Thorax. 2021 Jul;76(7):664-671. doi: 10.1136/thoraxjnl-2020-215755. Epub 2021 Apr 30.

Abstract

Purpose: Functional electrical stimulation-assisted cycle ergometry (FESCE) enables in-bed leg exercise independently of patients' volition. We hypothesised that early use of FESCE-based progressive mobility programme improves physical function in survivors of critical care after 6 months.

Methods: We enrolled mechanically ventilated adults estimated to need >7 days of intensive care unit (ICU) stay into an assessor-blinded single centre randomised controlled trial to receive either FESCE-based protocolised or standard rehabilitation that continued up to day 28 or ICU discharge.

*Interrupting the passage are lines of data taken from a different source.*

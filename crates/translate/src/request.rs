//! `OpenAI` chat-completions request → Anthropic Messages request.

use keygate_types::{GatewayError, RequestTranslator, Result};
use serde_json::{Map, Value, json};

/// `max_tokens` is mandatory upstream; used when the caller sets none.
pub const DEFAULT_MAX_TOKENS: u64 = 4096;

/// Translator from the `OpenAI` request format to the Anthropic one.
///
/// System and developer messages are lifted into the top-level `system`
/// field. Assistant `tool_calls` become `tool_use` blocks and consecutive
/// `tool` messages are folded into one user turn of `tool_result` blocks.
#[derive(Debug, Clone, Copy, Default)]
pub struct OpenAIToClaude;

fn translation(msg: impl Into<String>) -> GatewayError {
    GatewayError::Translation(msg.into())
}

fn str_field<'a>(v: &'a Value, key: &str) -> Option<&'a str> {
    v.get(key).and_then(Value::as_str)
}

/// Flattens string-or-parts content into plain text.
fn plain_text(content: Option<&Value>) -> String {
    match content {
        Some(Value::String(s)) => s.clone(),
        Some(Value::Array(parts)) => parts
            .iter()
            .filter_map(|p| str_field(p, "text"))
            .collect::<Vec<_>>()
            .join("\n"),
        _ => String::new(),
    }
}

fn image_block(part: &Value) -> Result<Value> {
    let url = part
        .pointer("/image_url/url")
        .and_then(Value::as_str)
        .ok_or_else(|| translation("image_url part without url"))?;
    if let Some(rest) = url.strip_prefix("data:") {
        let (media_type, data) = rest
            .split_once(";base64,")
            .ok_or_else(|| translation("image data URL is not base64"))?;
        return Ok(json!({
            "type": "image",
            "source": {"type": "base64", "media_type": media_type, "data": data},
        }));
    }
    Ok(json!({"type": "image", "source": {"type": "url", "url": url}}))
}

/// Converts `OpenAI` message content into Anthropic content.
///
/// Plain strings stay strings; part arrays become content blocks.
fn content(content: Option<&Value>) -> Result<Value> {
    let parts = match content {
        None | Some(Value::Null) => return Ok(Value::String(String::new())),
        Some(Value::String(s)) => return Ok(Value::String(s.clone())),
        Some(Value::Array(parts)) => parts,
        Some(other) => return Err(translation(format!("unsupported content: {other}"))),
    };
    parts
        .iter()
        .map(|part| match str_field(part, "type") {
            Some("text") => Ok(json!({"type": "text", "text": str_field(part, "text").unwrap_or("")})),
            Some("image_url") => image_block(part),
            other => Err(translation(format!(
                "unsupported content part type {}",
                other.unwrap_or("<none>")
            ))),
        })
        .collect::<Result<Vec<_>>>()
        .map(Value::Array)
}

fn tool_use_block(call: &Value) -> Result<Value> {
    let id = str_field(call, "id").ok_or_else(|| translation("tool call without id"))?;
    let function = call
        .get("function")
        .ok_or_else(|| translation("tool call without function"))?;
    let name = str_field(function, "name").ok_or_else(|| translation("tool call without name"))?;
    let input = match str_field(function, "arguments").map(str::trim) {
        None | Some("") => json!({}),
        Some(args) => serde_json::from_str(args)
            .map_err(|e| translation(format!("tool call {id} has invalid arguments: {e}")))?,
    };
    Ok(json!({"type": "tool_use", "id": id, "name": name, "input": input}))
}

fn assistant_message(msg: &Value) -> Result<Value> {
    let Some(calls) = msg.get("tool_calls").and_then(Value::as_array) else {
        return Ok(json!({"role": "assistant", "content": content(msg.get("content"))?}));
    };
    let mut blocks = Vec::with_capacity(calls.len() + 1);
    let text = plain_text(msg.get("content"));
    if !text.is_empty() {
        blocks.push(json!({"type": "text", "text": text}));
    }
    for call in calls {
        blocks.push(tool_use_block(call)?);
    }
    Ok(json!({"role": "assistant", "content": blocks}))
}

fn tool_result_block(msg: &Value) -> Result<Value> {
    let id = str_field(msg, "tool_call_id")
        .ok_or_else(|| translation("tool message without tool_call_id"))?;
    Ok(json!({
        "type": "tool_result",
        "tool_use_id": id,
        "content": content(msg.get("content"))?,
    }))
}

fn tool_definition(tool: &Value) -> Result<Value> {
    if str_field(tool, "type").is_some_and(|t| t != "function") {
        return Err(translation(format!("unsupported tool type {}", tool["type"])));
    }
    let function = tool
        .get("function")
        .ok_or_else(|| translation("tool without function"))?;
    let name = str_field(function, "name").ok_or_else(|| translation("tool without name"))?;
    let mut out = json!({
        "name": name,
        "input_schema": function
            .get("parameters")
            .cloned()
            .unwrap_or_else(|| json!({"type": "object", "properties": {}})),
    });
    if let Some(desc) = str_field(function, "description") {
        out["description"] = Value::String(desc.to_string());
    }
    Ok(out)
}

fn tool_choice(choice: &Value, parallel: Option<bool>) -> Option<Value> {
    let mut out = match choice {
        Value::String(s) => match s.as_str() {
            "auto" => json!({"type": "auto"}),
            "required" => json!({"type": "any"}),
            "none" => json!({"type": "none"}),
            _ => return None,
        },
        Value::Object(_) => {
            let name = choice.pointer("/function/name").and_then(Value::as_str)?;
            json!({"type": "tool", "name": name})
        }
        _ => return None,
    };
    if parallel == Some(false) && out["type"] != "none" {
        out["disable_parallel_tool_use"] = Value::Bool(true);
    }
    Some(out)
}

fn stop_sequences(stop: &Value) -> Option<Value> {
    match stop {
        Value::String(s) => Some(json!([s])),
        Value::Array(a) if !a.is_empty() => Some(Value::Array(a.clone())),
        _ => None,
    }
}

impl RequestTranslator for OpenAIToClaude {
    /// # Errors
    ///
    /// Returns [`GatewayError::Translation`] if `model` or `messages` is
    /// missing, or a message, tool call, or tool cannot be expressed in the
    /// Anthropic format.
    fn translate_request(&self, req: Value) -> Result<Value> {
        let model = str_field(&req, "model").ok_or_else(|| translation("missing 'model'"))?;
        let messages = req
            .get("messages")
            .and_then(Value::as_array)
            .ok_or_else(|| translation("missing 'messages'"))?;

        let mut system = Vec::new();
        let mut turns: Vec<Value> = Vec::with_capacity(messages.len());
        let mut pending_results: Vec<Value> = Vec::new();

        for msg in messages {
            let role = str_field(msg, "role").unwrap_or("user");
            if role == "tool" {
                pending_results.push(tool_result_block(msg)?);
                continue;
            }
            if !pending_results.is_empty() {
                turns.push(json!({"role": "user", "content": std::mem::take(&mut pending_results)}));
            }
            match role {
                "system" | "developer" => {
                    let text = plain_text(msg.get("content"));
                    if !text.is_empty() {
                        system.push(text);
                    }
                }
                "assistant" => turns.push(assistant_message(msg)?),
                "user" => turns.push(json!({"role": "user", "content": content(msg.get("content"))?})),
                other => return Err(translation(format!("unsupported role {other}"))),
            }
        }
        if !pending_results.is_empty() {
            turns.push(json!({"role": "user", "content": pending_results}));
        }

        let mut out = Map::new();
        out.insert("model".into(), Value::String(model.to_string()));
        out.insert(
            "max_tokens".into(),
            req.get("max_completion_tokens")
                .or_else(|| req.get("max_tokens"))
                .and_then(Value::as_u64)
                .map_or(json!(DEFAULT_MAX_TOKENS), Value::from),
        );
        if !system.is_empty() {
            out.insert("system".into(), Value::String(system.join("\n\n")));
        }
        out.insert("messages".into(), Value::Array(turns));

        for key in ["temperature", "top_p", "stream"] {
            if let Some(v) = req.get(key).filter(|v| !v.is_null()) {
                out.insert(key.into(), v.clone());
            }
        }
        if let Some(stop) = req.get("stop").and_then(stop_sequences) {
            out.insert("stop_sequences".into(), stop);
        }
        if let Some(user) = str_field(&req, "user") {
            out.insert("metadata".into(), json!({"user_id": user}));
        }
        if let Some(tools) = req.get("tools").and_then(Value::as_array)
            && !tools.is_empty()
        {
            let tools = tools.iter().map(tool_definition).collect::<Result<Vec<_>>>()?;
            out.insert("tools".into(), Value::Array(tools));
        }
        let parallel = req.get("parallel_tool_calls").and_then(Value::as_bool);
        if let Some(choice) = req.get("tool_choice").and_then(|c| tool_choice(c, parallel)) {
            out.insert("tool_choice".into(), choice);
        }

        Ok(Value::Object(out))
    }
}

Results: We randomised in 1:1 ratio 150 patients (age 61±15 years, Acute Physiology and Chronic Health Evaluation II 21±7) at a median of 21 (IQR 19-43) hours after admission to ICU. Mean rehabilitation duration of rehabilitation delivered to intervention versus control group was 82 (IQR 66-97) versus 53 (IQR 50-57) min per treatment day, p<0.001. At 6 months 42 (56%) and 46 (61%) patients in interventional and control groups, respectively, were alive and available to follow-up (81.5% of prespecified sample size). Their Physical Component Summary of SF-36 (primary outcome) was not different at 6 months (50 (IQR 21-69) vs 49 (IQR 26-77); p=0.26). At ICU discharge, there were no differences in the ICU length of stay, functional performance, rectus femoris cross-sectional diameter or muscle power despite the daily nitrogen balance was being 0.6 (95% CI 0.2 to 1.0; p=0.004) gN/m2 less negative in the intervention group.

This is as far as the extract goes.